Classic would follow closely in its path by organizing backdoor meetings where lobbyist would shop the proposal around and, by confusing people on their intent, get them to co-sign their initiative.

“Classic”

What’s worse, they doubled-down on the sybil masquerade and went so far as to insult everyone’s intelligence by creating a dubious “voting” platform dubbed “consider.it” which inevitably dealt with its own share of sybil problems.

Bitcoin Unlimited

Remember when Bitcoin Unlimited was “the users” implementation?

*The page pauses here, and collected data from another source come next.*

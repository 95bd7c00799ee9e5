use serde::Serialize;
use serde_json::Value;
use tracing::{debug, warn};

use super::error::{ClientError, ClientResult, Operation};
use super::schema::{self, Entity};
use super::types::{Comment, Event, Market, Tag};
use crate::source::Fetch;

pub const GAMMA_API_URL: &str = "https://gamma-api.polymarket.com";
pub const CLOB_API_URL: &str = "https://clob.polymarket.com";

pub const DEFAULT_COMMENTS_LIMIT: u32 = 25;

#[derive(Debug, Clone, Default, Serialize)]
pub struct MarketListOptions {
    #[serde(skip_serializing_if = "Option::is_none")]
    pub limit: Option<u32>,
    #[serde(skip_serializing_if = "Option::is_none")]
    pub offset: Option<u32>,
    #[serde(skip_serializing_if = "Option::is_none")]
    pub active: Option<bool>,
}

#[derive(Debug, Clone, Default, Serialize)]
pub struct EventListOptions {
    #[serde(skip_serializing_if = "Option::is_none")]
    pub limit: Option<u32>,
    #[serde(skip_serializing_if = "Option::is_none")]
    pub offset: Option<u32>,
    #[serde(skip_serializing_if = "Option::is_none")]
    pub active: Option<bool>,
    #[serde(skip_serializing_if = "Option::is_none")]
    pub closed: Option<bool>,
    #[serde(skip_serializing_if = "Option::is_none")]
    pub ascending: Option<bool>,
}

#[derive(Debug, Clone, Default, Serialize)]
pub struct PageOptions {
    #[serde(skip_serializing_if = "Option::is_none")]
    pub limit: Option<u32>,
    #[serde(skip_serializing_if = "Option::is_none")]
    pub offset: Option<u32>,
}

/// Comments of one parent entity. `limit`/`offset` are always sent.
#[derive(Debug, Clone, Serialize)]
pub struct CommentListOptions {
    #[serde(rename = "parent_entity_type")]
    pub entity_type: String,
    #[serde(rename = "parent_entity_id")]
    pub entity_id: String,
    pub limit: u32,
    pub offset: u32,
    #[serde(skip_serializing_if = "Option::is_none")]
    pub ascending: Option<bool>,
}

impl CommentListOptions {
    pub fn new(entity_type: impl Into<String>, entity_id: impl Into<String>) -> Self {
        Self {
            entity_type: entity_type.into(),
            entity_id: entity_id.into(),
            limit: DEFAULT_COMMENTS_LIMIT,
            offset: 0,
            ascending: None,
        }
    }

    pub fn limit(mut self, limit: u32) -> Self {
        self.limit = limit;
        self
    }

    pub fn offset(mut self, offset: u32) -> Self {
        self.offset = offset;
        self
    }

    pub fn ascending(mut self, ascending: bool) -> Self {
        self.ascending = Some(ascending);
        self
    }
}

#[derive(Serialize)]
struct SearchQuery<'a> {
    #[serde(rename = "_q")]
    q: &'a str,
}

#[derive(Serialize)]
struct TagEventsQuery<'a> {
    tag_slug: &'a str,
    #[serde(skip_serializing_if = "Option::is_none")]
    limit: Option<u32>,
    #[serde(skip_serializing_if = "Option::is_none")]
    offset: Option<u32>,
}

/// Read-only client for the Gamma REST API.
///
/// Every method performs exactly one GET, rejects non-2xx statuses before looking at
/// the body, and validates the JSON against the entity schema. No retries, no caching.
#[derive(Clone)]
pub struct GammaClient<F> {
    fetch: F,
    gamma_url: String,
    clob_url: String,
}

impl<F: Fetch> GammaClient<F> {
    pub fn new(fetch: F, gamma_url: impl Into<String>, clob_url: impl Into<String>) -> Self {
        Self {
            fetch,
            gamma_url: gamma_url.into().trim_end_matches('/').to_string(),
            clob_url: clob_url.into().trim_end_matches('/').to_string(),
        }
    }

    pub fn gamma_url(&self) -> &str {
        &self.gamma_url
    }

    /// Configured CLOB host. None of the current operations call it.
    pub fn clob_url(&self) -> &str {
        &self.clob_url
    }

    pub async fn get_markets(&self, options: &MarketListOptions) -> ClientResult<Vec<Market>> {
        let url = self.url_with_query("/markets", options)?;
        self.fetch_list(Operation::ListMarkets, &url).await
    }

    pub async fn get_market(&self, id: &str) -> ClientResult<Market> {
        let url = self.url(&format!("/markets/{}", urlencoding::encode(id)));
        self.fetch_one(Operation::GetMarket, &url).await
    }

    /// Free-text market search. No match is an empty list, not an error.
    pub async fn search_markets(&self, query: &str) -> ClientResult<Vec<Market>> {
        let url = self.url_with_query("/markets", &SearchQuery { q: query })?;
        self.fetch_list(Operation::SearchMarkets, &url).await
    }

    pub async fn get_events(&self, options: &EventListOptions) -> ClientResult<Vec<Event>> {
        let url = self.url_with_query("/events", options)?;
        self.fetch_list(Operation::ListEvents, &url).await
    }

    pub async fn get_event(&self, id: &str) -> ClientResult<Event> {
        let url = self.url(&format!("/events/{}", urlencoding::encode(id)));
        self.fetch_one(Operation::GetEvent, &url).await
    }

    pub async fn get_tags(&self) -> ClientResult<Vec<Tag>> {
        let url = self.url("/tags");
        self.fetch_list(Operation::ListTags, &url).await
    }

    /// Upstream support for this route is not guaranteed; callers should treat failure as "unknown tag".
    pub async fn get_tag(&self, slug: &str) -> ClientResult<Tag> {
        let url = self.url(&format!("/tags/{}", urlencoding::encode(slug)));
        self.fetch_one(Operation::GetTag, &url).await
    }

    pub async fn get_events_by_tag(
        &self,
        tag_slug: &str,
        options: &PageOptions,
    ) -> ClientResult<Vec<Event>> {
        let query = TagEventsQuery {
            tag_slug,
            limit: options.limit,
            offset: options.offset,
        };
        let url = self.url_with_query("/events", &query)?;
        self.fetch_list(Operation::ListEventsByTag, &url).await
    }

    pub async fn get_comments(&self, options: &CommentListOptions) -> ClientResult<Vec<Comment>> {
        let url = self.url_with_query("/comments", options)?;
        self.fetch_list(Operation::ListComments, &url).await
    }

    fn url(&self, path: &str) -> String {
        format!("{}{}", self.gamma_url, path)
    }

    fn url_with_query<Q: Serialize>(&self, path: &str, query: &Q) -> ClientResult<String> {
        let qs = serde_urlencoded::to_string(query)?;
        if qs.is_empty() {
            Ok(self.url(path))
        } else {
            Ok(format!("{}?{}", self.url(path), qs))
        }
    }

    async fn fetch_one<T: Entity>(&self, operation: Operation, url: &str) -> ClientResult<T> {
        let value = self.fetch_json(operation, url).await?;
        schema::validate(value).map_err(|source| {
            warn!(%operation, issues = source.issues.len(), "response failed validation");
            ClientError::Validation { operation, source }
        })
    }

    async fn fetch_list<T: Entity>(&self, operation: Operation, url: &str) -> ClientResult<Vec<T>> {
        let value = self.fetch_json(operation, url).await?;
        let items = schema::validate_list(value).map_err(|source| {
            warn!(%operation, issues = source.issues.len(), "response failed validation");
            ClientError::Validation { operation, source }
        })?;
        debug!(%operation, count = items.len(), "gamma list decoded");
        Ok(items)
    }

    async fn fetch_json(&self, operation: Operation, url: &str) -> ClientResult<Value> {
        debug!(%operation, url = %url, "gamma request");

        let resp = self
            .fetch
            .get(url)
            .await
            .map_err(|source| ClientError::Network { operation, source })?;

        if !resp.ok() {
            warn!(%operation, status = resp.status, status_text = %resp.status_text, "gamma request failed");
            return Err(ClientError::Transport {
                operation,
                status_text: resp.status_text,
            });
        }

        resp.json()
            .map_err(|source| ClientError::Decode { operation, source })
    }
}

Not many are familiar with the early bubbling of the Bitcoin Unlimited implementation. It is not by mistake. Inconvenient history is thrown into the memory hole. Newspeak is how they “emerged” as the new contender. Unable to satisfy the community with an agreeable approach to the block size problem, the usual suspects thought a user configurable GUI might just provide enough illusion of power to get users to side with them. Once again, it did not pan out as expected. Devious as they are, they did not give up and surprisingly flipped the script on everyone and in a feat of Orwellian proportion, persuaded their supporter that the one valid chain was in fact the one extended by 51% of the hashing power.

SegWit

Unfortunately, early communication with regards to the SegWit proposal was also marred with confusion and well intentioned initiatives steered the project off its track. While the idea was openly presented to a panel of academics and developers in a collaborative setting, political attempts to reach “consensus” for it opened the door for controversy and further eroded trust between every ecosystem participants. The result is a sound and mature technical proposal that has yet to activate because of the noise and emotions surrounding it.

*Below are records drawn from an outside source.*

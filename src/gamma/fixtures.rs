//! Upstream-shaped JSON payloads shared by the gamma tests.

use serde_json::{json, Value};

pub fn market() -> Value {
    json!({
        "id": "12345",
        "question": "Will Bitcoin reach $100k by end of 2025?",
        "conditionId": "condition-12345",
        "slug": "bitcoin-100k-2025",
        "endDate": "2025-12-31T23:59:59Z",
        "liquidity": "125000",
        "volume": "500000",
        "volume24hr": 25000,
        "outcomes": ["Yes", "No"],
        "outcomePrices": ["0.42", "0.58"],
        "active": true,
    })
}

pub fn market2() -> Value {
    json!({
        "id": "67890",
        "question": "Will the Fed cut rates in Q1 2025?",
        "conditionId": "condition-67890",
        "slug": "fed-rates-q1-2025",
        "endDate": "2025-03-31T23:59:59Z",
        "liquidity": "89000",
        "volume": "200000",
        "volume24hr": 15000,
        "outcomes": ["Yes", "No"],
        "outcomePrices": ["0.65", "0.35"],
        "active": true,
    })
}

pub fn markets() -> Value {
    json!([market(), market2()])
}

pub fn invalid_market() -> Value {
    json!({
        "id": 12345,
        "question": "Invalid market",
    })
}

/// Event as the events endpoint returns it: second market has string-encoded arrays.
pub fn event() -> Value {
    let mut second = market2();
    second["outcomes"] = json!("[\"Yes\", \"No\"]");
    second["outcomePrices"] = json!("[\"0.65\", \"0.35\"]");

    json!({
        "id": "ev-100",
        "ticker": "btc-2025",
        "slug": "bitcoin-price-2025",
        "title": "Bitcoin price 2025",
        "description": null,
        "startDate": "2025-01-01T00:00:00Z",
        "endDate": "2025-12-31T23:59:59Z",
        "active": true,
        "closed": false,
        "liquidity": 214000.5,
        "volume": 1234567.89,
        "volume24hr": null,
        "commentCount": 12,
        "markets": [market(), second],
    })
}

pub fn events() -> Value {
    json!([
        event(),
        { "id": "ev-200", "title": "Fed decision", "volume": 5400.25, "markets": [] },
    ])
}

pub fn tags() -> Value {
    json!([
        { "id": "tag-1", "slug": "politics", "label": "Politics", "name": "Politics" },
        { "id": "tag-2", "slug": "crypto", "label": "Crypto", "name": "Cryptocurrency" },
        { "id": "tag-3", "slug": "sports", "label": "Sports", "name": "Sports" },
    ])
}

pub fn invalid_tag() -> Value {
    json!({ "id": "123", "label": "Invalid Tag" })
}

pub fn comments() -> Value {
    json!([
        {
            "id": "comment-123",
            "body": "This is a test comment about the market",
            "parentEntityType": "Event",
            "parentEntityID": 12345,
            "userAddress": "0x1234567890abcdef1234567890abcdef12345678",
            "createdAt": "2024-01-15T10:30:00Z",
            "updatedAt": "2024-01-15T10:30:00Z",
            "profile": {
                "name": "John Doe",
                "pseudonym": "johnd",
                "bio": "Crypto enthusiast",
                "profileImage": "https://example.com/avatar.png",
            },
            "reactionCount": 5,
            "reportCount": 0,
        },
        {
            "id": "comment-456",
            "body": "Another insightful comment",
            "parentEntityType": "Event",
            "parentEntityID": 12345,
            "userAddress": "0xabcdef1234567890abcdef1234567890abcdef12",
            "createdAt": "2024-01-14T15:45:00Z",
            "updatedAt": "2024-01-14T15:45:00Z",
            "profile": {
                "name": null,
                "pseudonym": "anon_user",
                "bio": null,
                "profileImage": null,
            },
            "reactionCount": 2,
            "reportCount": 0,
        },
        {
            "id": "comment-789",
            "body": "Great prediction market!",
            "parentEntityType": "Event",
            "parentEntityID": 12345,
            "userAddress": "0x9876543210fedcba9876543210fedcba98765432",
            "createdAt": "2024-01-13T09:00:00Z",
            "updatedAt": "2024-01-13T09:00:00Z",
            "profile": null,
            "reactionCount": 0,
            "reportCount": 0,
        },
    ])
}

pub fn invalid_comment() -> Value {
    json!({ "body": "Invalid comment without id" })
}
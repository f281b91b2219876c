//! Logging utilities for Babel services.
//!
//! Provides structured logging with per-event trace IDs.
//!
//! # Noise Filtering
//!
//! HTTP and TLS internals (hyper, reqwest, h2, rustls) are held at `warn`
//! so polling traffic does not drown out conversation logs.

use tracing_subscriber::fmt::format::FmtSpan;
use tracing_subscriber::prelude::*;
use tracing_subscriber::EnvFilter;

/// Modules forced to `warn` unless `RUST_LOG` says otherwise.
pub const NOISY_MODULES: &[&str] = &["hyper", "hyper_util", "reqwest", "h2", "rustls"];

/// Build the filter directive string for a base level.
fn directives(log_level: &str) -> String {
    let mut directives = String::from(log_level);
    for module in NOISY_MODULES {
        directives.push_str(&format!(",{module}=warn"));
    }
    directives
}

fn build_filter(log_level: &str) -> EnvFilter {
    // Environment variable wins
    if let Ok(filter) = EnvFilter::try_from_default_env() {
        return filter;
    }

    EnvFilter::new(directives(log_level))
}

/// Initialize logging.
///
/// * `log_level` - Base log level (trace, debug, info, warn, error)
/// * `log_format` - "json" for structured output, anything else for pretty
pub fn init_logging(log_level: &str, log_format: &str) {
    let subscriber = tracing_subscriber::registry().with(build_filter(log_level));

    if log_format == "json" {
        let fmt_layer = tracing_subscriber::fmt::layer()
            .json()
            .with_span_events(FmtSpan::CLOSE)
            .with_current_span(true)
            .with_target(true)
            .with_file(true)
            .with_line_number(true);
        let _ = subscriber.with(fmt_layer).try_init();
    } else {
        let fmt_layer = tracing_subscriber::fmt::layer()
            .with_ansi(true)
            .with_target(true)
            .with_file(false)
            .with_line_number(false);
        let _ = subscriber.with(fmt_layer).try_init();
    }

    tracing::info!(
        log_level = %log_level,
        log_format = %log_format,
        noise_filtered = NOISY_MODULES.len(),
        "Logging initialized"
    );
}

/// Generate a new trace ID for an inbound event.
pub fn generate_trace_id() -> String {
    uuid::Uuid::new_v4().to_string()
}

#[cfg(test)]
mod tests {
    use super::*;

    #[test]
    fn directives_suppress_noisy_modules() {
        let d = directives("debug");
        assert!(d.starts_with("debug"));
        for module in NOISY_MODULES {
            assert!(d.contains(&format!("{module}=warn")));
        }
    }

    #[test]
    fn trace_ids_are_unique() {
        let a = generate_trace_id();
        let b = generate_trace_id();
        assert_ne!(a, b);
        assert_eq!(a.len(), 36);
    }
}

They say the more things change the more they stay the same. The most recent extension block proposal is yet another stark reminder of how our ecosystem has lost touch with its peer-to-peer and open source tenets. Proposals that challenge the balance of Bitcoin’s consensus should not be unilaterally sponsored by any entity or introduced via top-down communication channels. PR campaigns, industry letters and roundtables are not compatible with the grassroots movement that has made Bitcoin the success that it is. We cannot afford to stray away from the best practices that have been handed down to us by decades of FOSS development.

Any attempt to sidestep or privilege certain actors over others necessarily leads to mistrust and stalls the development process. While we all would hope that proposals would be evaluated on their technical merits alone, these unnecessary and selfish attempts distract the attention of contributors away from the engineering work and invites further political gish galloping.

Emphasis should be put on allowing a process that is as organic as possible so that inclusion is encouraged and that every inputs can be considered before pushing any initiative to further stages and a wider audience. Just as backroom arrangements are incompatible with the open-source ethos, throwing proposals into the public arena and expecting sound technical feedback is not an appropriate approach to consensus building.

The Bitcoin Improvement Proposal (BIP) process was specifically designed to provide a standardized, implementation-independent, way for developers to introduce new features and facilitate community feedback. Because BIP proposals are expected to be reasonably fleshed out and accurately documented before being submitted, contributors are also invited to get initial feedback on their ideas through the Bitcoin-dev mailing list as well as the various Bitcoin channels on IRC freenode (#bitcoin & #bitcoin-wizards). Other venues focusing on technical collaboration and driven by academic standards are another way to disseminate ideas and encourage constructive conversations around a proposal. Examples of those include, but are not limited to, the SF Bitcoin Devs meet-up, NYC Bitcoin Devs, Bitcoin Milano meet-up, the Paralelni Polis Bitcoin meet-up, the Scaling Bitcoin conferences.

The views expressed in this post are mine only and should not reflect on the opinion of my employer or colleagues.